- Bhadrod Bhadrod, Gujarat, India Bhadrod Bhadrod (India)
- Coordinates: 21°08′N 71°48′E﻿ / ﻿21.13°N 71.80°E
- Country: India
- State: Gujarat
- Region: Saurashtra

Languages
- • Official: Gujarati,
- Time zone: UTC+5:30 (IST)
- PIN: 364295
- Telephone code: (+91)
- Vehicle registration: GJ-04

= Bhadrod =

Bhadrod is a village in Mahuva Taluka of Bhavnagar district, Gujarat, India. It is situated four miles north east of Mahuva and fifty-one miles south-west of Bhavnagar. It is built on the western bank of the Bhadrodi river.

==History==
Bhadrod is associated with Rukmi, brother of Rukmini. It is a place where he overtook Krishna when he was carrying off that lady, and a battle was fought, in which Rukmi was defeated and taken prisoner, and only released after Krishna had contemptuously caused his moustache and whiskers and the hair of his head shaved off. As Rukmi had solemnly sworn never to return to Kundinapuri unless victorious and unless he should in prison Krishna and bring back his sister Rukmini, he was much perplexed how to act now that he had been not only defeated but disgraced. He finally resolved to reside on the battle-field, and established there a small temple of Mahadev, which he named Bhadreshvar.
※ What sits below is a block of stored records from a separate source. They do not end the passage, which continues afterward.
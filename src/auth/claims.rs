// SPDX-License-Identifier: AGPL-3.0-or-later
//
// Copyright (C) 2026 Relational Network

//! Token claims.

use serde::{Deserialize, Serialize};

/// Claims carried by a ledger bearer token.
///
/// Every field is required; a token missing any of them fails to decode and
/// is rejected as malformed.
#[derive(Debug, Clone, PartialEq, Eq, Serialize, Deserialize)]
pub struct AccountClaims {
    /// Account ID the token was issued for
    #[serde(rename = "id")]
    pub account_id: String,

    /// Account number the token was issued for
    #[serde(rename = "number")]
    pub account_number: i64,

    /// Issued at (Unix timestamp)
    pub iat: i64,

    /// Expiration (Unix timestamp)
    pub exp: i64,

    /// Per-token nonce
    pub jti: String,
}
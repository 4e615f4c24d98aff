// SPDX-License-Identifier: AGPL-3.0-or-later
//
// Copyright (C) 2026 Relational Network

//! Login endpoint.

use axum::{extract::State, Json};

use crate::{
    auth::{verify_password, AuthError},
    error::{ApiError, ApiJson},
    models::{Account, LoginRequest, LoginResponse},
    state::AppState,
};

/// Returned for an unknown id and for a wrong password alike.
pub const LOGIN_FAILED: &str = "Incorrect Account ID or Password";

/// Exchange an account id and password for a bearer token.
#[utoipa::path(
    post,
    path = "/login",
    tag = "Session",
    request_body = LoginRequest,
    responses(
        (status = 200, description = "Credentials accepted", body = LoginResponse),
        (status = 400, description = "Invalid request body"),
        (status = 403, description = "Incorrect Account ID or Password"),
        (status = 500, description = "Internal server error")
    )
)]
pub async fn login(
    State(state): State<AppState>,
    ApiJson(request): ApiJson<LoginRequest>,
) -> Result<Json<LoginResponse>, ApiError> {
    let LoginRequest { id, password } = request;
    let account_id = id.clone();
    let padding = state.clone();

    let account = state
        .run_blocking(move |store| -> Result<_, ApiError> {
            let account = store.get_account_by_id(&id)?;
            check_credentials(account, &password, || padding.padding_hash()).map_err(ApiError::from)
        })
        .await??;

    let Some(account) = account else {
        tracing::warn!(account_id = %account_id, "Login failed");
        return Err(ApiError::forbidden(LOGIN_FAILED));
    };

    let token = state.tokens().issue(&account)?;
    tracing::info!(account_id = %account.id, "Login succeeded");

    Ok(Json(LoginResponse { token }))
}

/// Admit `account` only if `password` matches its hash.
///
/// A missing account is checked against the padding hash instead, so an
/// unknown id costs the same bcrypt work as a wrong password.
fn check_credentials<'a>(
    account: Option<Account>,
    password: &str,
    padding_hash: impl FnOnce() -> Result<&'a str, AuthError>,
) -> Result<Option<Account>, AuthError> {
    match account {
        Some(account) => Ok(verify_password(password, &account.credential_hash).then_some(account)),
        None => {
            verify_password(password, padding_hash()?);
            Ok(None)
        }
    }
}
By degrees a village sprung up, first called Bhadranagar which has by degrees been corrupted into Bhadrod.

When the Valas were forced to leave Talaja by the Muslims in the time of Selait Vala (about 1544), they retired to Bhadrod and remained here for some time. During their rule, Gundala, between Nikol and Kalsar, was the port of Bhadrod. It is now waste, and there stands only a deserted temple of Hanuman on the old site. This temple is still called the Gandalio Hanuman. The Khasias under Vijo and Misri Khasia conquered Mahuva and Bhadrod in about 1744 from the Valas, and Misri Khasia established himself at Bhadrod, while Vijo Khasia resided at Mahuva. Here the Khasias remained till 1784, when they were conquered by Thakor Vakhatsinghji of Bhavnagar State. Since then Bhadrod was under Bhavnagar.

When the Valas reigned at Talaja, Bhadrod belonged to them. Uga Vala of this line is a favourite local hero, and is said to have rescued Ra Kavat, the Chudasama king of Junagadh from the confinement of the chief of Shiyal Island.

Four silver coins of the Indo-Greek monarch Apollodotus I were found at Bhadrod and one was found at Dhank, another ancient Vala settlement.